This past summer, my husband and I were blessed to visit a friend who has a cottage near Lake Michigan. The “cottage” is really just an older home that saw better days probably back in the 1980’s. On our way home, my husband commented about the bathroom door that stuck every time someone tried to close it. You see, the tile floor had heaved a bit right by the door obstructing best efforts to get in or out of the bathroom. My husband wondered why our friend didn’t just fix it. Why not, he said, just plane the bottom of the door so it doesn’t stick anymore? Or repair the floor? Hmmm, why indeed?
Shortly after we arrived home I went into our own bathroom and realized that this door also stuck, due to humidity not a problem with the floor, but getting the door to close all the way took quite an effort. Did my husband even notice that the same problem with a door was right in our own home? Of course not. He had become accustomed to the rub, he had acclimated to the problem and found ways around the issue – just as our friend had in his cottage – just as we all do when faced with problems we don’t want to address.

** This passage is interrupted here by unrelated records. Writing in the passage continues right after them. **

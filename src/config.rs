//! Sheet generation configuration.
//!
//! [`SheetOptions`] is a builder that carries the grid geometry, colors,
//! font, JPEG quality, external tool paths, and the output target through the
//! pipeline without polluting every function signature.
//!
//! # Example
//!
//! ```no_run
//! use framesheet::{OutputTarget, SheetOptions};
//!
//! let options = SheetOptions::new("input.mp4")
//!     .with_grid(4, 5)
//!     .with_thumb_width(640)
//!     .with_font_file("DejaVuSans.ttf")
//!     .with_output(OutputTarget::File("input_sheet.jpg".into()));
//! ```

use std::path::{Path, PathBuf};

/// Destination for the encoded sheet.
///
/// `Stdout` writes the raw JPEG bytes to the process's standard output with
/// no additional framing, for piping into other tools. The CLI maps the `-`
/// sentinel to this variant.
#[derive(Debug, Clone, PartialEq, Eq)]
pub enum OutputTarget {
    /// Write to a file at the given path.
    File(PathBuf),
    /// Write encoded bytes to standard output verbatim.
    Stdout,
}

/// Configuration for contact-sheet generation.
///
/// Defaults match the CLI: a 4×5 grid of 640-pixel-wide thumbnails with
/// auto-computed height, 5 px padding, 20 px margin, a 150 px header, white
/// text with black shadows on a `#222222` background, and ffmpeg quality 2.
///
/// No font file is configured by default, which means no text is rendered at
/// all; that is a valid configuration, not an error.
#[derive(Debug, Clone)]
#[must_use]
pub struct SheetOptions {
    /// Input video path.
    pub input: PathBuf,
    /// Where the encoded sheet is written.
    pub output: OutputTarget,
    /// Number of grid columns.
    pub columns: u32,
    /// Number of grid rows.
    pub rows: u32,
    /// Width of each thumbnail in pixels.
    pub thumb_width: u32,
    /// Height of each thumbnail. `None` derives it from the video's aspect
    /// ratio.
    pub thumb_height: Option<u32>,
    /// Padding between grid cells in pixels.
    pub padding: u32,
    /// Margin around the whole grid in pixels.
    pub margin: u32,
    /// Height of the header section above the grid.
    pub header_height: u32,
    /// TrueType font file for text rendering. `None` disables all text.
    pub font_file: Option<PathBuf>,
    /// Color token for the title text.
    pub font_color: String,
    /// Color token for text drop shadows.
    pub shadow_color: String,
    /// Color token for the sheet background.
    pub background_color: String,
    /// Color token for thumbnail borders.
    pub border_color: String,
    /// Border ring thickness around each thumbnail. Zero disables borders.
    pub border_thickness: u32,
    /// JPEG quality on ffmpeg's 1–31 scale (lower is better). Used both for
    /// the extraction stream and, after conversion, for the output encode.
    pub jpeg_quality: u8,
    /// Path to the `ffmpeg` executable.
    pub ffmpeg_path: PathBuf,
    /// Path to the `ffprobe` executable.
    pub ffprobe_path: PathBuf,
}

impl SheetOptions {
    /// Create options for the given input with default settings.
    ///
    /// The default output target is `<input stem>_sheet.jpg` next to the
    /// input file.
    pub fn new<P: AsRef<Path>>(input: P) -> Self {
        let input = input.as_ref().to_path_buf();
        let output = OutputTarget::File(default_output_path(&input));
        Self {
            input,
            output,
            columns: 4,
            rows: 5,
            thumb_width: 640,
            thumb_height: None,
            padding: 5,
            margin: 20,
            header_height: 150,
            font_file: None,
            font_color: "white".to_string(),
            shadow_color: "black".to_string(),
            background_color: "#222222".to_string(),
            border_color: "#111111".to_string(),
            border_thickness: 1,
            jpeg_quality: 2,
            ffmpeg_path: PathBuf::from("ffmpeg"),
            ffprobe_path: PathBuf::from("ffprobe"),
        }
    }

    /// Set the output target.
    pub fn with_output(mut self, output: OutputTarget) -> Self {
        self.output = output;
        self
    }

    /// Set the grid shape. The sheet samples `columns × rows` frames.
    pub fn with_grid(mut self, columns: u32, rows: u32) -> Self {
        self.columns = columns;
        self.rows = rows;
        self
    }

    /// Set the thumbnail width in pixels.
    pub fn with_thumb_width(mut self, width: u32) -> Self {
        self.thumb_width = width;
        self
    }

    /// Set an explicit thumbnail height, overriding aspect-ratio derivation.
    pub fn with_thumb_height(mut self, height: u32) -> Self {
        self.thumb_height = Some(height);
        self
    }

    /// Set padding between cells and the margin around the grid.
    pub fn with_spacing(mut self, padding: u32, margin: u32) -> Self {
        self.padding = padding;
        self.margin = margin;
        self
    }

    /// Set the header section height.
    pub fn with_header_height(mut self, height: u32) -> Self {
        self.header_height = height;
        self
    }

    /// Set the font file used for all text rendering.
    pub fn with_font_file<P: AsRef<Path>>(mut self, path: P) -> Self {
        self.font_file = Some(path.as_ref().to_path_buf());
        self
    }

    /// Set the title, shadow, and background color tokens.
    pub fn with_colors(
        mut self,
        font: impl Into<String>,
        shadow: impl Into<String>,
        background: impl Into<String>,
    ) -> Self {
        self.font_color = font.into();
        self.shadow_color = shadow.into();
        self.background_color = background.into();
        self
    }

    /// Set the thumbnail border thickness and color.
    pub fn with_border(mut self, thickness: u32, color: impl Into<String>) -> Self {
        self.border_thickness = thickness;
        self.border_color = color.into();
        self
    }

    /// Set the JPEG quality on ffmpeg's 1–31 scale (lower is better).
    pub fn with_jpeg_quality(mut self, quality: u8) -> Self {
        self.jpeg_quality = quality;
        self
    }

    /// Override the `ffmpeg` and `ffprobe` executable paths.
    pub fn with_tool_paths<P: AsRef<Path>>(mut self, ffmpeg: P, ffprobe: P) -> Self {
        self.ffmpeg_path = ffmpeg.as_ref().to_path_buf();
        self.ffprobe_path = ffprobe.as_ref().to_path_buf();
        self
    }

    /// Total number of frames the configured grid holds.
    pub fn frame_count(&self) -> usize {
        (self.columns as usize) * (self.rows as usize)
    }
}

/// Derive the default output path: `<stem>_sheet.jpg` next to the input.
pub fn default_output_path(input: &Path) -> PathBuf {
    let stem = input
        .file_stem()
        .map(|stem| stem.to_string_lossy().into_owned())
        .unwrap_or_else(|| "output".to_string());
    input.with_file_name(format!("{stem}_sheet.jpg"))
}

After many years of working with judicatories and congregations, I think I can safely say that we all have our “rubs” that we have adapted to. Perhaps it’s something in the physical plant that doesn’t work correctly anymore such as doors that stick or shrubs that have gotten overgrown. Maybe it’s the lack of leaders or financial resources or human resources that keeps you from living out God’s call. The reasons are vast, but we all have rubs – some minor, some major – that hold us back. Some of those rubs may be obvious but some are a bit more hidden, particularly if we have been acclimated to it for a long time.
The Congregational Vitality Assessment provides the opportunity to hold a mirror up to your gathered community to identify the stuck points and then start some conversations about how to address those issues.
The CVA measures ten areas of congregational vitality, including: (1) Vision, Mission, and Discernment, (2) Lay Engagement and Empowerment, (3) Context Awareness and Inclusion, (4) Change Readiness, (5) Dealing with Differences and Conflict, (6) Spiritual Life and Worship, (7) Formation, Education, and Training, (8) Outreach, (9) Leadership and Organization, and (10) Stewardship. It also measures internal and external congregational sustainability. It can be taken by one leader or by a group of leaders and members. Best of all, it’s free to use. Just click on the link above and start to identify your rubs today.
If you have any questions or wonder what to do once you identify those rubs, reach out to us here at email@example.com and we’ll give you a hand. Here’s to fewer rubs in all of our lives!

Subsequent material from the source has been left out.